Asteroide 2026 GD: um visitante de última hora
A Agência Espacial Europeia (ESA) está acompanhando de perto esse visitante inesperado vindo das regiões mais distantes do espaço. Detectado um pouco tarde pelos nossos sistemas de monitoramento, ele passou raspando pelo nosso planeta na noite de 9 de abril.
Depois de 2024 YR4, em fevereiro de 2025, 2025 TP5, em outubro do mesmo ano, e 2025 MN45, em fevereiro de 2026, agora é a vez de conhecer 2026 GD. Trata-se de um asteroide rochoso que passou “próximo” da Terra por volta das 22h59 (horário de Paris) do dia 9 de abril, a uma velocidade de cerca de 45 mil km/h. Ele foi descoberto três dias antes e é pequeno: tem 16 metros de diâmetro, algo comparável ao tamanho de uma casa grande. Embora esse tipo de notícia possa assustar à primeira vista, não havia motivo real para preocupação.
2026 GD: um convidado de última hora
Como já indica a introdução, 2026 GD só foi identificado na segunda-feira, principalmente por causa de suas dimensões reduzidas e porque ele reflete muito pouca luz do Sol. Estimado em uma distância de passagem de 250 mil quilômetros, ou cerca de 0,65 da distância entre a Terra e a Lua, esse asteroide não representava ameaça alguma. O mesmo vale para a tripulação da Artemis II, que deve fazer seu retorno durante a noite.
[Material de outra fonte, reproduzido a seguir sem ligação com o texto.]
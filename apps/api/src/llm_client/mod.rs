/// LLM client — the single point of entry for model provider calls.
///
/// ARCHITECTURAL RULE: no other module may call the Anthropic API directly.
/// Handlers depend on the [`ChatModel`] trait so tests can substitute a mock.
///
/// Model and sampling parameters are hardcoded — fixed configuration, not
/// computed.
use async_trait::async_trait;
use reqwest::Client;
use serde::{Deserialize, Serialize};
use thiserror::Error;
use tracing::{debug, warn};

use crate::chat::conversation::{append_turn, ConversationTurn};

const ANTHROPIC_API_URL: &str = "https://api.anthropic.com/v1/messages";
const ANTHROPIC_VERSION: &str = "2023-06-01";
pub const MODEL: &str = "claude-3-5-sonnet-20241022";
const MAX_TOKENS: u32 = 1024;
const TEMPERATURE: f32 = 0.7;
const MAX_RETRIES: u32 = 3;

/// Provider failures, collapsed to the three kinds callers can act on:
/// fix the server configuration, retry later, or retry now.
#[derive(Debug, Error)]
pub enum LlmError {
    #[error("authentication failed: {0}")]
    Auth(String),

    #[error("rate limited after {retries} retries")]
    RateLimited { retries: u32 },

    #[error("transport error: {0}")]
    Transport(String),
}

impl From<reqwest::Error> for LlmError {
    fn from(err: reqwest::Error) -> Self {
        LlmError::Transport(err.to_string())
    }
}

#[derive(Debug, Serialize)]
struct AnthropicRequest<'a> {
    model: &'a str,
    max_tokens: u32,
    temperature: f32,
    system: &'a str,
    messages: Vec<AnthropicMessage<'a>>,
}

#[derive(Debug, Serialize)]
struct AnthropicMessage<'a> {
    role: &'static str,
    content: &'a str,
}

#[derive(Debug, Deserialize)]
pub struct LlmResponse {
    pub content: Vec<ContentBlock>,
    pub usage: Usage,
}

#[derive(Debug, Deserialize)]
pub struct ContentBlock {
    #[serde(rename = "type")]
    pub block_type: String,
    pub text: Option<String>,
}

#[derive(Debug, Deserialize)]
pub struct Usage {
    pub input_tokens: u32,
    pub output_tokens: u32,
}

impl LlmResponse {
    /// Extracts the text content from the first text block.
    pub fn text(&self) -> Option<&str> {
        self.content
            .iter()
            .find(|b| b.block_type == "text")
            .and_then(|b| b.text.as_deref())
    }
}

#[derive(Debug, Deserialize)]
struct AnthropicError {
    error: AnthropicErrorBody,
}

#[derive(Debug, Deserialize)]
struct AnthropicErrorBody {
    message: String,
}

/// Boundary between the chat handlers and the hosted model. The outbound
/// message array is the history snapshot plus the new user turn.
#[async_trait]
pub trait ChatModel: Send + Sync {
    async fn send(
        &self,
        system: &str,
        history: &[ConversationTurn],
        user_message: &str,
    ) -> Result<String, LlmError>;
}

/// Anthropic Messages API client with retry logic.
#[derive(Clone)]
pub struct AnthropicClient {
    client: Client,
    api_key: String,
}

impl AnthropicClient {
    pub fn new(api_key: String) -> Self {
        Self {
            client: Client::builder()
                .timeout(std::time::Duration::from_secs(120))
                .build()
                .expect("Failed to build HTTP client"),
            api_key,
        }
    }

    /// Makes a raw call to the messages API. Retries on 429 and 5xx with
    /// exponential backoff; 401/403 fail immediately as auth errors.
    async fn call(
        &self,
        system: &str,
        messages: Vec<AnthropicMessage<'_>>,
    ) -> Result<LlmResponse, LlmError> {
        let request_body = AnthropicRequest {
            model: MODEL,
            max_tokens: MAX_TOKENS,
            temperature: TEMPERATURE,
            system,
            messages,
        };

        let mut last_error: Option<LlmError> = None;

        for attempt in 0..MAX_RETRIES {
            if attempt > 0 {
                // Exponential backoff: 1s, 2s, 4s
                let delay = std::time::Duration::from_millis(1000 * (1 << (attempt - 1)));
                warn!(
                    "LLM call attempt {} failed, retrying after {}ms...",
                    attempt,
                    delay.as_millis()
                );
                tokio::time::sleep(delay).await;
            }

            let response = self
                .client
                .post(ANTHROPIC_API_URL)
                .header("x-api-key", &self.api_key)
                .header("anthropic-version", ANTHROPIC_VERSION)
                .header("content-type", "application/json")
                .json(&request_body)
                .send()
                .await;

            let response = match response {
                Ok(r) => r,
                Err(e) => {
                    last_error = Some(e.into());
                    continue;
                }
            };

            let status = response.status();

            if status.as_u16() == 429 {
                let body = response.text().await.unwrap_or_default();
                warn!("LLM API rate limited: {body}");
                last_error = Some(LlmError::RateLimited {
                    retries: MAX_RETRIES,
                });
                continue;
            }

            if status.is_server_error() {
                let body = response.text().await.unwrap_or_default();
                warn!("LLM API returned {status}: {body}");
                last_error = Some(LlmError::Transport(format!("provider returned {status}")));
                continue;
            }

            if !status.is_success() {
                let body = response.text().await.unwrap_or_default();
                let message = serde_json::from_str::<AnthropicError>(&body)
                    .map(|e| e.error.message)
                    .unwrap_or(body);
                if status.as_u16() == 401 || status.as_u16() == 403 {
                    return Err(LlmError::Auth(message));
                }
                return Err(LlmError::Transport(message));
            }

            let llm_response: LlmResponse = response.json().await?;

            debug!(
                "LLM call succeeded: input_tokens={}, output_tokens={}",
                llm_response.usage.input_tokens, llm_response.usage.output_tokens
            );

            return Ok(llm_response);
        }

        Err(last_error.unwrap_or(LlmError::RateLimited {
            retries: MAX_RETRIES,
        }))
    }
}

#[async_trait]
impl ChatModel for AnthropicClient {
    async fn send(
        &self,
        system: &str,
        history: &[ConversationTurn],
        user_message: &str,
    ) -> Result<String, LlmError> {
        let snapshot = append_turn(history, ConversationTurn::user(user_message));
        let messages: Vec<AnthropicMessage<'_>> = snapshot
            .iter()
            .map(|turn| AnthropicMessage {
                role: turn.role.as_str(),
                content: &turn.content,
            })
            .collect();

        let response = self.call(system, messages).await?;

        // A success response with no text block is a degenerate but
        // non-fatal outcome.
        Ok(response.text().unwrap_or_default().to_string())
    }
}
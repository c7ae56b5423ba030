use serde::Serialize;

/// Substrings that mark a reply as declining to answer. These are fragments
/// of [`crate::chat::prompts::REFUSAL_SENTENCE`]; the check only holds while
/// the model reproduces that sentence verbatim. A reply that merely quotes a
/// marker without refusing is misclassified — accepted heuristic limitation.
pub const OUT_OF_SCOPE_MARKERS: &[&str] = &["not available in my portfolio", "not in my resume"];

#[derive(Debug, Clone, Serialize)]
pub struct ScopeResult {
    pub reply_text: String,
    pub in_scope: bool,
}

/// Labels a generated reply as in-scope or out-of-scope. `in_scope` is
/// derived from the reply text every time, never stored independently.
pub fn classify(reply_text: &str) -> ScopeResult {
    let out_of_scope = OUT_OF_SCOPE_MARKERS
        .iter()
        .any(|marker| reply_text.contains(marker));
    ScopeResult {
        reply_text: reply_text.to_string(),
        in_scope: !out_of_scope,
    }
}
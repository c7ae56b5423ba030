#![allow(dead_code)]

use std::fmt;

use chrono::NaiveDate;
use serde::{Deserialize, Serialize};

#[derive(Debug, Clone, Serialize, Deserialize)]
#[serde(rename_all = "camelCase")]
pub struct PersonalInfo {
    pub full_name: String,
    #[serde(default)]
    pub father_name: Option<String>,
    pub phone: String,
    pub email: String,
    #[serde(default)]
    pub address: Option<String>,
    /// ISO 8601: YYYY-MM-DD
    pub date_of_birth: String,
    pub location: String,
}

#[derive(Debug, Clone, Serialize, Deserialize)]
pub struct SkillCategory {
    pub category: String,
    pub items: Vec<String>,
}

#[derive(Debug, Clone, Serialize, Deserialize)]
pub struct Education {
    pub degree: String,
    pub institution: String,
    pub year: u16,
}

/// Certification year as published: either a bare year or a range
/// such as "2023-Present".
#[derive(Debug, Clone, Serialize, Deserialize)]
#[serde(untagged)]
pub enum CertificationYear {
    Number(u16),
    Text(String),
}

impl fmt::Display for CertificationYear {
    fn fmt(&self, f: &mut fmt::Formatter<'_>) -> fmt::Result {
        match self {
            CertificationYear::Number(year) => write!(f, "{year}"),
            CertificationYear::Text(text) => write!(f, "{text}"),
        }
    }
}

#[derive(Debug, Clone, Serialize, Deserialize)]
pub struct Certification {
    pub title: String,
    pub issuer: String,
    pub year: CertificationYear,
}

#[derive(Debug, Clone, Serialize, Deserialize)]
#[serde(rename_all = "camelCase")]
pub struct Experience {
    pub role: String,
    pub company: String,
    pub start_date: NaiveDate,
    /// `None` means the role is current and renders as "Present".
    pub end_date: Option<NaiveDate>,
    #[serde(default)]
    pub responsibilities: Vec<String>,
    #[serde(default)]
    pub technologies: Vec<String>,
}

#[derive(Debug, Clone, Serialize, Deserialize)]
pub struct Project {
    pub title: String,
    pub description: String,
    #[serde(default)]
    pub features: Vec<String>,
    #[serde(default)]
    pub technologies: Vec<String>,
}

#[derive(Debug, Clone, Copy, PartialEq, Eq, Serialize, Deserialize)]
pub enum Proficiency {
    Beginner,
    Intermediate,
    Fluent,
    Native,
}

impl fmt::Display for Proficiency {
    fn fmt(&self, f: &mut fmt::Formatter<'_>) -> fmt::Result {
        let label = match self {
            Proficiency::Beginner => "Beginner",
            Proficiency::Intermediate => "Intermediate",
            Proficiency::Fluent => "Fluent",
            Proficiency::Native => "Native",
        };
        write!(f, "{label}")
    }
}

#[derive(Debug, Clone, Serialize, Deserialize)]
pub struct Language {
    pub language: String,
    pub proficiency: Proficiency,
}

/// The validated résumé document. Constructed only through
/// [`crate::resume::store::ResumeStore`], which enforces the
/// required-section invariants at load time.
#[derive(Debug, Clone, Serialize, Deserialize)]
#[serde(rename_all = "camelCase")]
pub struct ResumeDocument {
    pub personal_info: PersonalInfo,
    #[serde(default)]
    pub career_objective: String,
    pub skills: Vec<SkillCategory>,
    pub education: Vec<Education>,
    pub certifications: Vec<Certification>,
    pub experience: Vec<Experience>,
    pub projects: Vec<Project>,
    #[serde(default)]
    pub achievements: Vec<String>,
    pub languages: Vec<Language>,
}
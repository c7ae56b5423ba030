use anyhow::{Context, Result};

/// Application configuration loaded from environment variables.
#[derive(Debug, Clone)]
pub struct Config {
    pub anthropic_api_key: String,
    pub resume_path: String,
    pub port: u16,
    pub rust_log: String,
}

impl Config {
    pub fn from_env() -> Result<Self> {
        dotenvy::dotenv().ok(); // load .env if present; ignore if missing

        Ok(Config {
            anthropic_api_key: require_env("ANTHROPIC_API_KEY")?,
            resume_path: std::env::var("RESUME_PATH")
                .unwrap_or_else(|_| "data/resume.json".to_string()),
            port: std::env::var("PORT")
                .unwrap_or_else(|_| "8080".to_string())
                .parse::<u16>()
                .context("PORT must be a valid port number")?,
            rust_log: std::env::var("RUST_LOG").unwrap_or_else(|_| "info".to_string()),
        })
    }
}

fn require_env(key: &str) -> Result<String> {
    std::env::var(key).with_context(|| format!("Required environment variable '{key}' is not set"))
}
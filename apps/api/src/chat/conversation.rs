#![allow(dead_code)]

use chrono::{DateTime, Utc};
use serde::{Deserialize, Serialize};
use thiserror::Error;

/// Maximum accepted user message length, in characters.
pub const MAX_MESSAGE_LEN: usize = 1000;

#[derive(Debug, Clone, Copy, PartialEq, Eq, Serialize, Deserialize)]
#[serde(rename_all = "lowercase")]
pub enum Role {
    User,
    Assistant,
}

impl Role {
    /// Wire name expected by the model provider's messages array.
    pub fn as_str(&self) -> &'static str {
        match self {
            Role::User => "user",
            Role::Assistant => "assistant",
        }
    }
}

/// A turn as submitted by the widget. Role and content may be absent or
/// blank on the wire; `format_history` drops such turns instead of storing
/// them.
#[derive(Debug, Clone, Default, Deserialize)]
pub struct IncomingTurn {
    #[serde(default)]
    pub role: Option<Role>,
    #[serde(default)]
    pub content: Option<String>,
    #[serde(default)]
    pub timestamp: Option<DateTime<Utc>>,
}

/// A validated turn in the conversation. History is append-only; the turn
/// sequence is replayed to the model as conversational context.
#[derive(Debug, Clone, Serialize)]
pub struct ConversationTurn {
    pub role: Role,
    pub content: String,
    #[serde(skip_serializing_if = "Option::is_none")]
    pub timestamp: Option<DateTime<Utc>>,
}

impl ConversationTurn {
    pub fn user(content: impl Into<String>) -> Self {
        Self {
            role: Role::User,
            content: content.into(),
            timestamp: Some(Utc::now()),
        }
    }

    pub fn assistant(content: impl Into<String>) -> Self {
        Self {
            role: Role::Assistant,
            content: content.into(),
            timestamp: Some(Utc::now()),
        }
    }
}

impl From<ConversationTurn> for IncomingTurn {
    fn from(turn: ConversationTurn) -> Self {
        Self {
            role: Some(turn.role),
            content: Some(turn.content),
            timestamp: turn.timestamp,
        }
    }
}

#[derive(Debug, Clone, Copy, PartialEq, Eq, Error)]
pub enum ValidationError {
    #[error("Message cannot be empty")]
    Empty,

    #[error("Message is too long (max 1000 characters)")]
    TooLong,

    #[error("Message cannot be only whitespace")]
    WhitespaceOnly,
}

/// Checks a user message before it is sent anywhere. Returns the first
/// violated rule only; rules are checked in a fixed order.
pub fn validate_message(text: &str) -> Result<(), ValidationError> {
    if text.is_empty() {
        return Err(ValidationError::Empty);
    }
    if text.chars().count() > MAX_MESSAGE_LEN {
        return Err(ValidationError::TooLong);
    }
    if text.trim().is_empty() {
        return Err(ValidationError::WhitespaceOnly);
    }
    Ok(())
}

/// Drops turns with a missing role or empty/whitespace-only content,
/// preserving the relative order of the rest. Idempotent: re-formatting an
/// already clean history is a no-op.
pub fn format_history(turns: &[IncomingTurn]) -> Vec<ConversationTurn> {
    turns
        .iter()
        .filter_map(|turn| {
            let role = turn.role?;
            let content = turn.content.as_ref()?;
            if content.trim().is_empty() {
                return None;
            }
            Some(ConversationTurn {
                role,
                content: content.clone(),
                timestamp: turn.timestamp,
            })
        })
        .collect()
}

/// Pure append: the input history is never mutated, so callers can treat a
/// history slice as a consistent snapshot while a request is in flight.
pub fn append_turn(history: &[ConversationTurn], turn: ConversationTurn) -> Vec<ConversationTurn> {
    let mut next = history.to_vec();
    next.push(turn);
    next
}

#[derive(Debug, Clone, Copy, PartialEq, Eq, Serialize)]
pub struct ConversationSummary {
    pub user_messages: usize,
    pub assistant_messages: usize,
}

pub fn summarize_conversation(turns: &[ConversationTurn]) -> ConversationSummary {
    ConversationSummary {
        user_messages: turns.iter().filter(|t| t.role == Role::User).count(),
        assistant_messages: turns.iter().filter(|t| t.role == Role::Assistant).count(),
    }
}

/// The widget's opening bubble. `visitor_name` personalizes the salutation
/// when the caller knows it.
pub fn greeting_message(visitor_name: Option<&str>) -> String {
    let salutation = match visitor_name {
        Some(name) => format!("Hi {name}!"),
        None => "Hi!".to_string(),
    };
    format!(
        "{salutation} I'm the AI resume assistant for this portfolio. I can help you learn about:\n\n\
         - Professional experience and roles\n\
         - Technical skills and expertise\n\
         - Education and certifications\n\
         - Featured projects\n\
         - Languages and achievements\n\n\
         Feel free to ask me anything about the background, skills, or projects!"
    )
}

#[cfg(test)]
mod tests {
    use super::*;

    fn turn(role: Option<Role>, content: Option<&str>) -> IncomingTurn {
        IncomingTurn {
            role,
            content: content.map(str::to_string),
            timestamp: None,
        }
    }

    #[test]
    fn test_validate_rejects_empty() {
        assert_eq!(validate_message(""), Err(ValidationError::Empty));
    }

    #[test]
    fn test_validate_rejects_whitespace_only() {
        assert_eq!(validate_message("   "), Err(ValidationError::WhitespaceOnly));
    }

    #[test]
    fn test_validate_rejects_too_long() {
        assert_eq!(
            validate_message(&"x".repeat(MAX_MESSAGE_LEN + 1)),
            Err(ValidationError::TooLong)
        );
    }

    #[test]
    fn test_validate_accepts_max_length() {
        assert_eq!(validate_message(&"x".repeat(MAX_MESSAGE_LEN)), Ok(()));
    }

    #[test]
    fn test_validate_accepts_normal_message() {
        assert_eq!(validate_message("hello"), Ok(()));
    }

    #[test]
    fn test_validate_reports_first_violated_rule() {
        // Over-long whitespace trips the length rule before the whitespace rule.
        assert_eq!(
            validate_message(&" ".repeat(MAX_MESSAGE_LEN + 1)),
            Err(ValidationError::TooLong)
        );
    }

    #[test]
    fn test_format_history_drops_malformed_turns() {
        let turns = vec![
            turn(Some(Role::User), Some("What do you do?")),
            turn(None, Some("orphan content")),
            turn(Some(Role::Assistant), None),
            turn(Some(Role::Assistant), Some("   ")),
            turn(Some(Role::Assistant), Some("I build APIs.")),
        ];
        let history = format_history(&turns);
        assert_eq!(history.len(), 2);
        assert_eq!(history[0].content, "What do you do?");
        assert_eq!(history[1].content, "I build APIs.");
    }

    #[test]
    fn test_format_history_preserves_order() {
        let turns: Vec<IncomingTurn> = (0..5)
            .map(|i| turn(Some(Role::User), Some(&format!("message {i}"))))
            .collect();
        let history = format_history(&turns);
        let contents: Vec<&str> = history.iter().map(|t| t.content.as_str()).collect();
        assert_eq!(
            contents,
            ["message 0", "message 1", "message 2", "message 3", "message 4"]
        );
    }

    #[test]
    fn test_format_history_is_idempotent() {
        let turns = vec![
            turn(Some(Role::User), Some("hello")),
            turn(None, Some("dropped")),
            turn(Some(Role::Assistant), Some("hi there")),
        ];
        let once = format_history(&turns);
        let again: Vec<IncomingTurn> = once.iter().cloned().map(IncomingTurn::from).collect();
        let twice = format_history(&again);
        assert_eq!(once.len(), twice.len());
        for (a, b) in once.iter().zip(twice.iter()) {
            assert_eq!(a.role, b.role);
            assert_eq!(a.content, b.content);
            assert_eq!(a.timestamp, b.timestamp);
        }
    }

    #[test]
    fn test_append_preserves_prior_order_and_places_new_turn_last() {
        let raw = vec![
            turn(Some(Role::User), Some("first")),
            turn(Some(Role::Assistant), Some("second")),
        ];
        let history = format_history(&raw);
        let appended = append_turn(&history, ConversationTurn::user("third"));
        assert_eq!(appended.len(), 3);
        assert_eq!(appended[0].content, "first");
        assert_eq!(appended[1].content, "second");
        assert_eq!(appended[2].content, "third");
        assert_eq!(appended[2].role, Role::User);
        // Input snapshot untouched.
        assert_eq!(history.len(), 2);
    }

    #[test]
    fn test_summarize_counts_roles() {
        let history = vec![
            ConversationTurn::user("q1"),
            ConversationTurn::assistant("a1"),
            ConversationTurn::user("q2"),
        ];
        let summary = summarize_conversation(&history);
        assert_eq!(summary.user_messages, 2);
        assert_eq!(summary.assistant_messages, 1);
    }

    #[test]
    fn test_greeting_personalizes_when_name_known() {
        assert!(greeting_message(Some("Ada")).starts_with("Hi Ada!"));
        assert!(greeting_message(None).starts_with("Hi!"));
    }

    #[test]
    fn test_incoming_turn_deserializes_wire_shape() {
        let turn: IncomingTurn =
            serde_json::from_str(r#"{"role": "user", "content": "hello"}"#).unwrap();
        assert_eq!(turn.role, Some(Role::User));
        assert_eq!(turn.content.as_deref(), Some("hello"));
        assert!(turn.timestamp.is_none());
    }
}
Depois de saudar a Terra, ele seguirá sua trajetória em direção à Lua e chegará ainda mais perto durante a madrugada, às 2h12. Sua órbita é elíptica, com aproximadamente 644 dias de duração, e é moldada pelas forças gravitacionais do Sistema Solar, que o levam periodicamente para além da órbita de Marte antes de ele voltar à nossa vizinhança.
Ele voltará a se aproximar da Terra em julho de 2031, quando também fará uma passagem próxima de Vênus, a uma distância equivalente a 25 vezes a separação entre a Terra e a Lua.
Cerca de uma centena de pequenos asteroides cruza o espaço entre a Terra e a Lua todos os anos. A maioria deles tem menos de 10 a 20 metros, como 2026 GD, e permanece apenas por pouco tempo na nossa vizinhança imediata antes de seguir viagem.
Esses encontros são valiosos para a astronomia, porque ajudam os cientistas a refinar cálculos orbitais e a melhorar os modelos de defesa planetária. Mesmo quando o risco é mínimo, cada passagem fornece dados úteis para prever trajetórias futuras com mais precisão. Em outras palavras, acompanhar esses objetos não serve apenas para avaliar perigos, mas também para entender melhor como pequenas rochas viajam pelo Sistema Solar.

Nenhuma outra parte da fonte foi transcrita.